In true prayer, cult and faith are unified and purified into living relation. That true prayer lives in religions testifies to their true life; as long as it lives in them, they live. Degeneration of religions means the degeneration of prayer in them: The relational power in them is buried more and more by objecthood; adherents find it ever more difficult to say “You” with their whole undivided being.
God can speak a word that never alters. Human words constantly shift because they take their meanings from their enveloping, evolving worlds. This is why we can (and do, and must) translate sacred Scripture, why liturgy itself can be translated into new tongues, and must be translated into new temporal contexts.
Of course, we cannot reverence the presence of the Triune God in liturgy by never changing the words that we employ. Indeed, they would change even if the symbols on the page and the sounds enunciated never altered. They would change because they would be spoken in endlessly evolving contexts. Because humans live in history, like fish in water, we cannot stop liturgies—or any other human form—from evolving.
And yet the numinous presence of the Triune God whom we encounter in liturgy demands that we not treat the words which we employ as mere instruments, informational bits at our disposal. In the church, the Incarnation, our foundation in Christ, has been given over—and by the Lord himself—to the Holy Spirit.
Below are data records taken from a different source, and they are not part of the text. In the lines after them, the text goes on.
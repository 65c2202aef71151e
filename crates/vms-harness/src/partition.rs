//! MBR, extended (EBR) and GPT partition tables.

use crate::{SECTOR, place, put_le};

#[derive(Debug, Clone, Copy, PartialEq, Eq)]
pub struct DosPart {
    pub ptype: u8,
    pub start: u32,
    pub sectors: u32,
}

impl DosPart {
    #[must_use]
    pub fn new(ptype: u8, start: u32, sectors: u32) -> Self {
        Self {
            ptype,
            start,
            sectors,
        }
    }
}

/// Write a DOS table (up to four entries plus `55 AA`) into sector `lba`.
pub fn write_dos_table(image: &mut Vec<u8>, lba: u64, entries: &[DosPart]) {
    let base = lba as usize * SECTOR;
    if image.len() < base + SECTOR {
        image.resize(base + SECTOR, 0);
    }
    for (slot, entry) in entries.iter().take(4).enumerate() {
        let at = base + 0x1BE + slot * 16;
        image[at + 4] = entry.ptype;
        put_le(image, at + 8, u64::from(entry.start), 4);
        put_le(image, at + 12, u64::from(entry.sectors), 4);
    }
    image[base + 510] = 0x55;
    image[base + 511] = 0xAA;
}

/// Whole disk of `total_sectors` with an MBR holding `entries`.
#[must_use]
pub fn mbr_disk(total_sectors: u64, entries: &[DosPart], signature: u32) -> Vec<u8> {
    let mut image = vec![0_u8; total_sectors as usize * SECTOR];
    write_dos_table(&mut image, 0, entries);
    put_le(&mut image, 0x1B8, u64::from(signature), 4);
    image
}

/// Sectors between consecutive EBRs in [`extended_chain_disk`].
pub const EBR_STRIDE: u64 = 16;
/// LBA of the primary extended partition in [`extended_chain_disk`].
pub const EXTENDED_BASE: u64 = 64;

/// Disk with one extended partition holding a chain of `depth` logical
/// partitions. Every link is stored relative to the primary extended
/// partition. Returns the image and the expected `(start_lba, sectors)` of
/// each logical partition.
#[must_use]
pub fn extended_chain_disk(depth: usize, logical_sectors: u32) -> (Vec<u8>, Vec<(u64, u64)>) {
    assert!(u64::from(logical_sectors) < EBR_STRIDE, "logical partition overlaps next EBR");
    let total = EXTENDED_BASE + EBR_STRIDE * depth as u64 + 8;
    let mut image = mbr_disk(
        total,
        &[DosPart::new(0x0F, EXTENDED_BASE as u32, (total - EXTENDED_BASE) as u32)],
        0x1234_5678,
    );
    let mut expected = Vec::with_capacity(depth);
    for k in 0..depth as u64 {
        let ebr = EXTENDED_BASE + k * EBR_STRIDE;
        let mut entries = vec![DosPart::new(0x83, 1, logical_sectors)];
        if k + 1 < depth as u64 {
            let next_rel = (k + 1) * EBR_STRIDE;
            entries.push(DosPart::new(0x05, next_rel as u32, EBR_STRIDE as u32));
        }
        write_dos_table(&mut image, ebr, &entries);
        expected.push((ebr + 1, u64::from(logical_sectors)));
    }
    (image, expected)
}

#[derive(Debug, Clone)]
pub struct GptPart {
    pub type_guid: [u8; 16],
    pub unique_guid: [u8; 16],
    pub first_lba: u64,
    pub last_lba: u64,
    pub name: String,
}

/// Linux filesystem data GUID, on-disk byte order.
pub const LINUX_FS_GUID: [u8; 16] = [
    0xAF, 0x3D, 0xC6, 0x0F, 0x83, 0x84, 0x72, 0x47, 0x8E, 0x79, 0x3D, 0x69, 0xD8, 0x47, 0x7D, 0xE4,
];

/// Disk with a protective MBR, a GPT header at LBA 1 and 128 entries at LBA 2.
#[must_use]
pub fn gpt_disk(total_sectors: u64, parts: &[GptPart]) -> Vec<u8> {
    let mut image = mbr_disk(
        total_sectors,
        &[DosPart::new(0xEE, 1, (total_sectors - 1).min(u64::from(u32::MAX)) as u32)],
        0,
    );
    let mut header = vec![0_u8; SECTOR];
    header[0..8].copy_from_slice(b"EFI PART");
    put_le(&mut header, 8, 0x0001_0000, 4);
    put_le(&mut header, 12, 92, 4);
    put_le(&mut header, 24, 1, 8);
    put_le(&mut header, 32, total_sectors - 1, 8);
    put_le(&mut header, 40, 34, 8);
    put_le(&mut header, 48, total_sectors - 34, 8);
    put_le(&mut header, 72, 2, 8);
    put_le(&mut header, 80, 128, 4);
    put_le(&mut header, 84, 128, 4);
    place(&mut image, SECTOR, &header);

    for (i, part) in parts.iter().enumerate() {
        let mut entry = vec![0_u8; 128];
        entry[0..16].copy_from_slice(&part.type_guid);
        entry[16..32].copy_from_slice(&part.unique_guid);
        put_le(&mut entry, 32, part.first_lba, 8);
        put_le(&mut entry, 40, part.last_lba, 8);
        for (j, unit) in part.name.encode_utf16().take(36).enumerate() {
            put_le(&mut entry, 56 + j * 2, u64::from(unit), 2);
        }
        place(&mut image, 2 * SECTOR + i * 128, &entry);
    }
    image
}
fn parse_index_node(bytes: &[u8], header_at: usize) -> Result<(Vec<IndexEntry>, u8), ParseError> {
    let entries_offset = read_le_u32(bytes, header_at)? as usize;
    let index_length = read_le_u32(bytes, header_at + 4)? as usize;
    let flags = read_u8(bytes, header_at + 12)?;
    let end = (header_at + index_length).min(bytes.len());
    let mut offset = header_at + entries_offset;
    let mut entries = Vec::new();
    while offset + 0x10 <= end {
        let length = usize::from(read_le_u16(bytes, offset + 0x08)?);
        let key_length = usize::from(read_le_u16(bytes, offset + 0x0A)?);
        let entry_flags = read_le_u32(bytes, offset + 0x0C)?;
        if length < 0x10 || offset + length > end {
            return Err(ParseError::InvalidField {
                field: "index_entry_length",
                reason: "entry overruns the index node",
            });
        }
        let entry = &bytes[offset..offset + length];
        let subnode_vcn = if entry_flags & INDEX_ENTRY_SUBNODE != 0 {
            Some(read_le_u64(entry, length - 8)?)
        } else {
            None
        };
        let last = entry_flags & INDEX_ENTRY_LAST != 0;
        let key = if last || key_length == 0 {
            None
        } else {
            Some(FileNameAttr::parse(ensure_slice(entry, 0x10, key_length)?)?)
        };
        entries.push(IndexEntry {
            file_ref: read_le_u64(entry, 0x00)?,
            key,
            subnode_vcn,
        });
        if last {
            break;
        }
        offset += length;
    }
    Ok((entries, flags))
}

// ── reparse points ─────────────────────────────────────────────────────────

#[derive(Debug, Clone, PartialEq, Eq, Serialize, Deserialize)]
pub enum ReparsePoint {
    Symlink { target: String, relative: bool },
    Junction { target: String },
    Other { tag: u32 },
}

impl ReparsePoint {
    pub fn parse(value: &[u8]) -> Result<Self, ParseError> {
        let tag = read_le_u32(value, 0x00)?;
        let (buffer_at, relative) = match tag {
            IO_REPARSE_TAG_SYMLINK => (20, read_le_u32(value, 16)? & SYMLINK_FLAG_RELATIVE != 0),
            IO_REPARSE_TAG_MOUNT_POINT => (16, false),
            _ => return Ok(Self::Other { tag }),
        };
        let name = |off_at: usize, len_at: usize| -> Result<String, ParseError> {
            let off = usize::from(read_le_u16(value, off_at)?);
            let len = usize::from(read_le_u16(value, len_at)?);
            Ok(utf16le_to_string(ensure_slice(value, buffer_at + off, len)?))
        };
        let print = name(12, 14)?;
        let target = if print.is_empty() {
            let substitute = name(8, 10)?;
            substitute
                .strip_prefix(r"\??\")
                .map_or(substitute.clone(), str::to_owned)
        } else {
            print
        };
        Ok(if tag == IO_REPARSE_TAG_SYMLINK {
            Self::Symlink { target, relative }
        } else {
            Self::Junction { target }
        })
    }
}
The issue is whether we reference the liturgy as a living manifestation of the Trinity or reduce it to a text to be manipulated. Ideally, liturgies should change as they do in the Eastern Churches, without anyone knowing or—perhaps one should say—admitting to know when the change occurred. The Trinity is among us, but not as a text to be debated or a ritual reduced to a teaching moment.
When liturgy is labored, it not only fails to set our spirits free. It loses its pneumatic presence in a much more dire way. It inhibits our reception of God’s Spirit. We are supposed to encounter the living Lord in our midst. This community, these words, these gestures: They are the ways in which he has chosen to dwell among us. This is why changes in the liturgy, whatever their provenance or potential for the good, should be as gingerly introduced as a surgeon wields a scalpel. There is a person beneath the lethal instrument; there is a pneumatic presence within our purview.
The liturgical issue now is: How can all of our talents and energy be poured into this truly stable medium? As gifts and efforts vary, and as the individual, deeply existential needs of the ritual’s participants alter, the liturgy will live a myriad of different lives, and all of them in a single moment.
However you see the future, whatever changes you envision, whether you are a parochial liturgy committee or a Roman congregation, learn to revere the Trinity made manifest in the liturgy. Ancient peoples reverenced the world around them; we moderns want to remake everything in our image. It is difficult for us to think of liturgy as a presence rather than as a product. Yet Christ is still Lord, as marvelously present to us as he was to the Magdalene outside the tomb. And perhaps, even in our enthusiasm, we need to hear the same command, asking us to encounter him in a new, transcendent way: “Do not touch me” (Jn 20:17).